▸ **PROMPT**:
Extract the full set of records that follows, word for word.

▸ **Saved data entries**:

= = = = =

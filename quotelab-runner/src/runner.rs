//! Scoring runner — wires together ingestion, the engine, and metrics.
//!
//! Two entry points:
//! - `run_entry()`: imperative mode — replay a strategy batch by batch.
//! - `run_signal_entry()`: vectorized mode — score a target-position
//!   signal series against one product's price series.

use std::time::Instant;

use chrono::Utc;
use thiserror::Error;
use tracing::{info, warn};

use quotelab_core::data::{ingest_csv, IngestError, IngestResult};
use quotelab_core::engine::{Engine, EngineError};
use quotelab_core::strategy::{SignalStrategy, StrategyFactory};

use crate::config::RunConfig;
use crate::metrics::{
    cumulative_returns, evaluate_signals, max_drawdown, periodic_returns, sharpe_ratio,
    total_return, SignalReport,
};
use crate::result::{RunRecord, SCHEMA_VERSION};

/// Fatal run errors. Everything here aborts before or instead of a score;
/// recoverable problems (bad rows, rejected trades, strategy failures)
/// never surface as a `RunError`.
#[derive(Debug, Error)]
pub enum RunError {
    #[error("ingestion failed: {0}")]
    Ingest(#[from] IngestError),
    #[error("engine failed: {0}")]
    Engine(#[from] EngineError),
    #[error("product '{0}' is not in the ingested universe")]
    UnknownProduct(String),
}

/// Replay one entry over the dataset and derive its metrics record.
pub fn run_entry(
    raw: &[u8],
    factory: &dyn StrategyFactory,
    config: &RunConfig,
) -> Result<RunRecord, RunError> {
    let started = Instant::now();

    let IngestResult {
        universe, batches, ..
    } = ingest_csv(raw)?;

    let mut engine = Engine::new(
        universe.clone(),
        batches,
        config.initial_cash,
        config.leverage_limit,
        factory,
    )?;
    let log = engine.run()?;

    let nav = &log.nav_history;
    let sharpe = sharpe_ratio(nav, config.periods_per_year);
    let drawdown = max_drawdown(&cumulative_returns(&periodic_returns(nav)));
    let final_nav = log.final_nav();

    let duration_secs = started.elapsed().as_secs_f64();
    info!(
        duration_secs,
        final_nav,
        failed_batches = log.failed_batches(),
        "run completed"
    );
    if let Some(budget) = config.max_duration_secs {
        if duration_secs > budget {
            warn!(duration_secs, budget, "run exceeded its wall-clock budget");
        }
    }

    Ok(RunRecord {
        schema_version: SCHEMA_VERSION,
        run_id: config.run_id(raw),
        score: sharpe,
        sharpe_ratio: sharpe,
        pnl: final_nav - config.initial_cash,
        percent_return: total_return(nav) * 100.0,
        max_drawdown: drawdown,
        final_nav,
        universe,
        batches_run: log.batches_run,
        failed_batches: log.failed_batches(),
        timestamp: Utc::now(),
        duration_secs,
    })
}

/// Score a vectorized strategy against one product's price series.
///
/// The product defaults to the first of the universe. Prices are sampled
/// once per batch, carrying the last known level forward, so the series is
/// indexed like the batch sequence.
pub fn run_signal_entry(
    raw: &[u8],
    strategy: &mut dyn SignalStrategy,
    product: Option<&str>,
    config: &RunConfig,
) -> Result<SignalReport, RunError> {
    let ingested = ingest_csv(raw)?;
    let product = match product {
        Some(id) => id.to_string(),
        None => ingested
            .universe
            .first()
            .cloned()
            .expect("ingestion guarantees a non-empty universe"),
    };
    let prices = close_series(&ingested, &product)?;

    strategy.fit(&prices);
    let signals = strategy.generate_signals(&prices);
    Ok(evaluate_signals(
        &prices,
        &signals,
        config.cost_bps,
        config.periods_per_year,
    ))
}

/// One price per batch for a product, carrying the last known level
/// forward through batches where it did not quote. Batches before the
/// first quote are dropped from the front of the series.
pub fn close_series(ingested: &IngestResult, product: &str) -> Result<Vec<f64>, RunError> {
    if !ingested.universe.iter().any(|id| id == product) {
        return Err(RunError::UnknownProduct(product.to_string()));
    }
    let mut series = Vec::with_capacity(ingested.batches.len());
    let mut last = None;
    for batch in &ingested.batches {
        for quote in &batch.quotes {
            if quote.product_id == product {
                last = Some(quote.price);
            }
        }
        if let Some(price) = last {
            series.push(price);
        }
    }
    Ok(series)
}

= = = = =

▸ **RESPONSE FOR THIS EXERCISE**:
filename quotelab-runner/src/runner.rs
//! Scoring runner — wires together ingestion, the engine, and metrics.
//!
//! Two entry points:
//! - `run_entry()`: imperative mode — replay a strategy batch by batch.
//! - `run_signal_entry()`: vectorized mode — score a target-position
//!   signal series against one product's price series.

use std::time::Instant;

use chrono::Utc;
use thiserror::Error;
use tracing::{info, warn};

use quotelab_core::data::{ingest_csv, IngestError, IngestResult};
use quotelab_core::engine::{Engine, EngineError};
use quotelab_core::strategy::{SignalStrategy, StrategyFactory};

use crate::config::RunConfig;
use crate::metrics::{
    cumulative_returns, evaluate_signals, max_drawdown, periodic_returns, sharpe_ratio,
    total_return, SignalReport,
};
use crate::result::{RunRecord, SCHEMA_VERSION};

/// Fatal run errors. Everything here aborts before or instead of a score;
/// recoverable problems (bad rows, rejected trades, strategy failures)
/// never surface as a `RunError`.
#[derive(Debug, Error)]
pub enum RunError {
    #[error("ingestion failed: {0}")]
    Ingest(#[from] IngestError),
    #[error("engine failed: {0}")]
    Engine(#[from] EngineError),
    #[error("product '{0}' is not in the ingested universe")]
    UnknownProduct(String),
}

/// Replay one entry over the dataset and derive its metrics record.
pub fn run_entry(
    raw: &[u8],
    factory: &dyn StrategyFactory,
    config: &RunConfig,
) -> Result<RunRecord, RunError> {
    let started = Instant::now();

    let IngestResult {
        universe, batches, ..
    } = ingest_csv(raw)?;

    let mut engine = Engine::new(
        universe.clone(),
        batches,
        config.initial_cash,
        config.leverage_limit,
        factory,
    )?;
    let log = engine.run()?;

    let nav = &log.nav_history;
    let sharpe = sharpe_ratio(nav, config.periods_per_year);
    let drawdown = max_drawdown(&cumulative_returns(&periodic_returns(nav)));
    let final_nav = log.final_nav();

    let duration_secs = started.elapsed().as_secs_f64();
    info!(
        duration_secs,
        final_nav,
        failed_batches = log.failed_batches(),
        "run completed"
    );
    if let Some(budget) = config.max_duration_secs {
        if duration_secs > budget {
            warn!(duration_secs, budget, "run exceeded its wall-clock budget");
        }
    }

    Ok(RunRecord {
        schema_version: SCHEMA_VERSION,
        run_id: config.run_id(raw),
        score: sharpe,
        sharpe_ratio: sharpe,
        pnl: final_nav - config.initial_cash,
        percent_return: total_return(nav) * 100.0,
        max_drawdown: drawdown,
        final_nav,
        universe,
        batches_run: log.batches_run,
        failed_batches: log.failed_batches(),
        timestamp: Utc::now(),
        duration_secs,
    })
}

/// Score a vectorized strategy against one product's price series.
///
/// The product defaults to the first of the universe. Prices are sampled
/// once per batch, carrying the last known level forward, so the series is
/// indexed like the batch sequence.
pub fn run_signal_entry(
    raw: &[u8],
    strategy: &mut dyn SignalStrategy,
    product: Option<&str>,
    config: &RunConfig,
) -> Result<SignalReport, RunError> {
    let ingested = ingest_csv(raw)?;
    let product = match product {
        Some(id) => id.to_string(),
        None => ingested
            .universe
            .first()
            .cloned()
            .expect("ingestion guarantees a non-empty universe"),
    };
    let prices = close_series(&ingested, &product)?;

    strategy.fit(&prices);
    let signals = strategy.generate_signals(&prices);
    Ok(evaluate_signals(
        &prices,
        &signals,
        config.cost_bps,
        config.periods_per_year,
    ))
}

/// One price per batch for a product, carrying the last known level
/// forward through batches where it did not quote. Batches before the
/// first quote are dropped from the front of the series.
pub fn close_series(ingested: &IngestResult, product: &str) -> Result<Vec<f64>, RunError> {
    if !ingested.universe.iter().any(|id| id == product) {
        return Err(RunError::UnknownProduct(product.to_string()));
    }
    let mut series = Vec::with_capacity(ingested.batches.len());
    let mut last = None;
    for batch in &ingested.batches {
        for quote in &batch.quotes {
            if quote.product_id == product {
                last = Some(quote.price);
            }
        }
        if let Some(price) = last {
            series.push(price);
        }
    }
    Ok(series)
}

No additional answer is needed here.